Pour déterminer, le caractère accessoire du projet de construction par rapport au projet d’aménagement, deux critères doivent ou tout le moins peuvent être mis en œuvre.

D’une part et s’en réelle surprise, un critère matériel impliquant d’établir l’importance des composantes du projet relevant du champ d’application du permis de construire.

Sur ce point, on peut cependant relever qu’il ne s’agit pas d’apprécier l’importance intrinsèque de ces composantes mais leur importance relative au regard de celle des composantes du projet soumises à permis d’aménager.

D’autre part, et cela est plus original bien que les autorisations d’urbanisme aient depuis peu vocation à s’intéresser à la fonction des équipements à réaliser, un critère fonctionnel, donc, impliquant en substance de rechercher l’élément essentiel du projet ; si celui-ci relève du permis d’aménager, les composantes du projet relevant du permis de construire revêtirons donc un caractère accessoire et le projet pourrait donc relever de la procédure prévue par l’article L.441-2 du Code de l’urbanisme.

Mais finalement ce qui nous parait le plus intéressant dans le jugement commenté tient aux interrogations qu’il génère sur le caractère obligatoire ou facultatif de cette procédure et, surtout, sur son articulation avec l’article R.421-19 k) du Code de l’urbanisme, d’ailleurs visé par ce jugement.

Rappelons en effet que l’article L.441-2 du Code de l’urbanisme précise que « lorsque les travaux d'aménagement impliquent, de façon accessoire, la réalisation par l'aménageur de constructions et d'installations diverses sur le terrain aménagé, la demande de permis d'aménager peut porter à la fois sur l'aménagement du terrain et sur le projet de construction ». A priori, il s’agit donc d’une simple faculté.

Mais pour sa part, l’article soumet à permis d’aménager « les affouillements et exhaussements du sol dont la hauteur, s'il s'agit d'un exhaussement, ou la profondeur dans le cas d'un affouillement, excède deux mètres et qui portent sur une superficie supérieure ou égale à deux hectares » mais ce, « à moins qu'ils ne soient nécessaires à l'exécution d'un permis de construire » : dans ce cas l’ensemble doit relever du permis de construire (sur le régime antérieur, voir ici & là).

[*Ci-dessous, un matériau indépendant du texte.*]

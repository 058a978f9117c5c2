//! Primary-then-fallback consumption with a fail-closed outcome.

use std::{
    sync::{Arc, OnceLock},
    time::Duration,
};

use config::Tier;
use jiff::Timestamp;
use telemetry::{Counter, KeyValue, metrics};

use crate::{
    error::RateLimitExceeded,
    key::RateLimitKey,
    storage::{Consumption, ConsumeError, CounterStore},
    tier::{TierConfig, TierRegistry},
    verdict::{self, Admission, Verdict},
};

/// The two counters of a tier: one shared by the fleet, one local to the process.
#[derive(Clone)]
pub struct LimiterPair {
    /// Consulted first.
    pub primary: Arc<dyn CounterStore>,
    /// Consulted when the primary fails for reasons other than an exhausted quota.
    pub fallback: Arc<dyn CounterStore>,
}

/// Builds the pair of a tier on its first use.
pub type PairFactory = Box<dyn Fn(&TierConfig) -> LimiterPair + Send + Sync>;

#[derive(Clone, Copy)]
enum Source {
    Primary,
    Fallback,
}

impl Source {
    fn as_str(self) -> &'static str {
        match self {
            Source::Primary => "primary",
            Source::Fallback => "fallback",
        }
    }
}

/// Consumes points against the pair of each tier.
///
/// Pairs are created lazily, at most once per tier, and never replaced.
pub struct ConsumptionEngine {
    registry: TierRegistry,
    factory: PairFactory,
    pairs: [OnceLock<LimiterPair>; Tier::COUNT],
    decisions: Counter<u64>,
    store_failures: Counter<u64>,
}

impl ConsumptionEngine {
    /// Create an engine for the quotas in `registry`, building pairs with `factory`.
    pub fn new(registry: TierRegistry, factory: PairFactory) -> Self {
        let meter = metrics::meter();

        Self {
            registry,
            factory,
            pairs: std::array::from_fn(|_| OnceLock::new()),
            decisions: meter.u64_counter(metrics::ADMISSION_DECISIONS).build(),
            store_failures: meter.u64_counter(metrics::STORE_FAILURES).build(),
        }
    }

    /// The quotas this engine enforces.
    pub fn registry(&self) -> &TierRegistry {
        &self.registry
    }

    /// The pair of `tier`, built on first use.
    pub fn pair(&self, tier: Tier) -> &LimiterPair {
        self.pairs[tier.index()].get_or_init(|| {
            let pair = (self.factory)(self.registry.get(tier));

            log::debug!(
                "Initialized limiter pair for tier {tier} (primary: {}, fallback: {})",
                pair.primary.name(),
                pair.fallback.name()
            );

            pair
        })
    }

    /// Consume one point of `tier` for `key`.
    ///
    /// The fallback is only consulted after an infrastructure failure of the primary.
    /// When both fail the verdict is [`Verdict::InternalFailure`], never an admission.
    pub async fn consume(&self, tier: Tier, key: &RateLimitKey) -> Verdict {
        let limit = self.registry.get(tier).points;
        let pair = self.pair(tier);

        let primary_error = match pair.primary.consume(key).await {
            Ok(consumption) => return self.allowed(tier, limit, consumption, Source::Primary),
            Err(ConsumeError::QuotaExceeded { ms_before_next }) => {
                return self.denied(tier, limit, key, ms_before_next, Source::Primary);
            }
            Err(ConsumeError::Storage(error)) => error,
        };

        log::warn!(
            "Primary rate limit store '{}' failed for tier {tier}, using fallback: {primary_error}",
            pair.primary.name()
        );

        self.record_store_failure(tier, pair.primary.as_ref());

        match pair.fallback.consume(key).await {
            Ok(consumption) => self.allowed(tier, limit, consumption, Source::Fallback),
            Err(ConsumeError::QuotaExceeded { ms_before_next }) => {
                self.denied(tier, limit, key, ms_before_next, Source::Fallback)
            }
            Err(ConsumeError::Storage(error)) => {
                log::error!(
                    "Fallback rate limit store '{}' failed for tier {tier}, denying '{key}': {error}",
                    pair.fallback.name()
                );

                self.record_store_failure(tier, pair.fallback.as_ref());
                self.record_decision(tier, "failed_closed", "none");

                Verdict::InternalFailure { tier, limit }
            }
        }
    }

    fn allowed(&self, tier: Tier, limit: u32, consumption: Consumption, source: Source) -> Verdict {
        self.record_decision(tier, "allowed", source.as_str());

        Verdict::Allowed(Admission {
            tier,
            limit,
            remaining: consumption.remaining_points,
            reset_at: verdict::timestamp_after(Timestamp::now(), consumption.ms_before_next),
        })
    }

    fn denied(&self, tier: Tier, limit: u32, key: &RateLimitKey, ms_before_next: u64, source: Source) -> Verdict {
        log::debug!("Rate limit exceeded for '{key}' on tier {tier}, next point in {ms_before_next}ms");

        self.record_decision(tier, "denied", source.as_str());

        Verdict::Denied(RateLimitExceeded::new(
            tier,
            limit,
            Duration::from_millis(ms_before_next),
            Timestamp::now(),
        ))
    }

    fn record_decision(&self, tier: Tier, outcome: &'static str, store: &'static str) {
        self.decisions.add(
            1,
            &[
                KeyValue::new("tier", tier.as_str()),
                KeyValue::new("outcome", outcome),
                KeyValue::new("store", store),
            ],
        );
    }

    fn record_store_failure(&self, tier: Tier, store: &dyn CounterStore) {
        self.store_failures.add(
            1,
            &[KeyValue::new("store", store.name()), KeyValue::new("tier", tier.as_str())],
        );
    }
}

#[cfg(test)]
mod tests {
    use std::sync::atomic::{AtomicUsize, Ordering};

    use super::*;
    use crate::storage::fake::FakeStore;

    struct Harness {
        engine: ConsumptionEngine,
        primary: FakeStore,
        fallback: FakeStore,
        factory_calls: Arc<AtomicUsize>,
    }

    /// An engine whose every tier is backed by the same two fakes, sized for `tier`.
    fn harness(tier: Tier) -> Harness {
        let registry = TierRegistry::builtin();
        let primary = FakeStore::new(registry.get(tier));
        let fallback = FakeStore::new(registry.get(tier));
        let factory_calls = Arc::new(AtomicUsize::new(0));

        let factory: PairFactory = {
            let primary = primary.clone();
            let fallback = fallback.clone();
            let factory_calls = factory_calls.clone();

            Box::new(move |_: &TierConfig| {
                factory_calls.fetch_add(1, Ordering::SeqCst);

                LimiterPair {
                    primary: Arc::new(primary.clone()),
                    fallback: Arc::new(fallback.clone()),
                }
            })
        };

        Harness {
            engine: ConsumptionEngine::new(registry, factory),
            primary,
            fallback,
            factory_calls,
        }
    }

    fn remaining(verdict: &Verdict) -> u32 {
        match verdict {
            Verdict::Allowed(admission) => admission.remaining,
            other => unreachable!("expected an admission, got {other:?}"),
        }
    }

    #[tokio::test]
    async fn thought_submissions_trip_the_block() {
        let harness = harness(Tier::MutateThought);
        let key = RateLimitKey::build(None, Some("203.0.113.5"));

        let mut remainders = Vec::new();

        for _ in 0..3 {
            remainders.push(remaining(&harness.engine.consume(Tier::MutateThought, &key).await));
        }

        assert_eq!(remainders, [2, 1, 0]);

        let Verdict::Denied(exceeded) = harness.engine.consume(Tier::MutateThought, &key).await else {
            unreachable!("fourth submission is denied");
        };

        assert_eq!(exceeded.retry_after_seconds, 300);
        assert_eq!(exceeded.remaining, 0);
        assert_eq!(exceeded.limit, 3);
        assert_eq!(harness.fallback.calls(), 0);
    }

    #[tokio::test]
    async fn primary_admits_and_reports_the_window() {
        let harness = harness(Tier::GetStandard);
        let key = RateLimitKey::build(Some("abc"), Some("198.51.100.7"));

        let before = Timestamp::now();
        let Verdict::Allowed(admission) = harness.engine.consume(Tier::GetStandard, &key).await else {
            unreachable!("first read is admitted");
        };

        assert_eq!(admission.limit, 120);
        assert_eq!(admission.remaining, 119);
        assert!(admission.reset_at > before);
        assert!(admission.reset_epoch_seconds() <= before.as_second() + 61);
    }

    #[tokio::test]
    async fn primary_failure_is_served_by_the_fallback() {
        let harness = harness(Tier::InteractionLike);
        let key = RateLimitKey::build(None, Some("203.0.113.5"));

        for _ in 0..70 {
            harness.fallback.consume(&key).await.unwrap();
        }

        harness.primary.set_failing(true);

        let verdict = harness.engine.consume(Tier::InteractionLike, &key).await;

        assert_eq!(remaining(&verdict), 49);
        assert_eq!(harness.primary.calls(), 1);
    }

    #[tokio::test]
    async fn fallback_denials_are_denials() {
        let harness = harness(Tier::MutateThought);
        let key = RateLimitKey::build(None, Some("203.0.113.5"));

        harness.primary.set_failing(true);

        for _ in 0..3 {
            assert!(harness.engine.consume(Tier::MutateThought, &key).await.is_allowed());
        }

        assert!(matches!(
            harness.engine.consume(Tier::MutateThought, &key).await,
            Verdict::Denied(_)
        ));
    }

    #[tokio::test]
    async fn quota_exceeded_on_primary_does_not_consult_the_fallback() {
        let harness = harness(Tier::MutateThought);
        let key = RateLimitKey::build(Some("abc"), Some("203.0.113.5"));

        for _ in 0..4 {
            harness.engine.consume(Tier::MutateThought, &key).await;
        }

        assert_eq!(harness.fallback.calls(), 0);
    }

    #[tokio::test]
    async fn both_stores_failing_fails_closed() {
        let harness = harness(Tier::InteractionLike);
        let key = RateLimitKey::build(Some("abc"), Some("203.0.113.5"));

        harness.primary.set_failing(true);
        harness.fallback.set_failing(true);

        let verdict = harness.engine.consume(Tier::InteractionLike, &key).await;

        assert_eq!(
            verdict,
            Verdict::InternalFailure {
                tier: Tier::InteractionLike,
                limit: 120
            }
        );

        let exceeded = verdict.into_result().unwrap_err();

        assert_eq!(exceeded.remaining, 0);
        assert_eq!(exceeded.retry_after_seconds, 1);
    }

    #[tokio::test]
    async fn recovered_primary_is_used_again() {
        let harness = harness(Tier::GetSearch);
        let key = RateLimitKey::build(None, Some("203.0.113.5"));

        harness.primary.set_failing(true);
        assert_eq!(remaining(&harness.engine.consume(Tier::GetSearch, &key).await), 29);

        harness.primary.set_failing(false);
        assert_eq!(remaining(&harness.engine.consume(Tier::GetSearch, &key).await), 29);
        assert_eq!(harness.fallback.calls(), 1);
    }

    #[tokio::test(flavor = "multi_thread", worker_threads = 4)]
    async fn pairs_are_built_once_per_tier() {
        let harness = Arc::new(harness(Tier::GetStandard));

        let tasks: Vec<_> = (0..16)
            .map(|i| {
                let harness = harness.clone();

                tokio::spawn(async move {
                    let key = RateLimitKey::build(None, Some(&format!("10.0.0.{i}")));
                    harness.engine.consume(Tier::GetStandard, &key).await
                })
            })
            .collect();

        for task in tasks {
            assert!(task.await.unwrap().is_allowed());
        }

        assert_eq!(harness.factory_calls.load(Ordering::SeqCst), 1);

        harness.engine.pair(Tier::GetSearch);
        harness.engine.pair(Tier::GetSearch);

        assert_eq!(harness.factory_calls.load(Ordering::SeqCst), 2);
    }
}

Il reste qu’un projet de construction peut par ailleurs inclure des travaux d’affouillement et/d’exhaussement sans qu’à proprement parler, ces derniers ne « soient nécessaires à l’exécution d’un permis de construire » mais sans pour autant qu’ils soient l’élément essentiel du projet, rendant ainsi accessoires les composantes relevant du champ d’application du permis de construire.

Dans ce cas, et à faire une lecture stricte des deux articles précités, ce projet impliquerait donc l’obtention de deux autorisations distinctes : un permis de construire pour les constructions et un permis d’aménager pour les travaux d’affouillements et d’exhaussement.

Or, ces deux composantes du projet peuvent néanmoins présenter un rapport d’interdépendance fonctionnelle les rendant indissociables l’une de l’autre ; ce seul lien fonctionnel suffisant à rendre applicable le principe selon lequel une opération formant un tout unique doit relever d’une seule et même autorisation.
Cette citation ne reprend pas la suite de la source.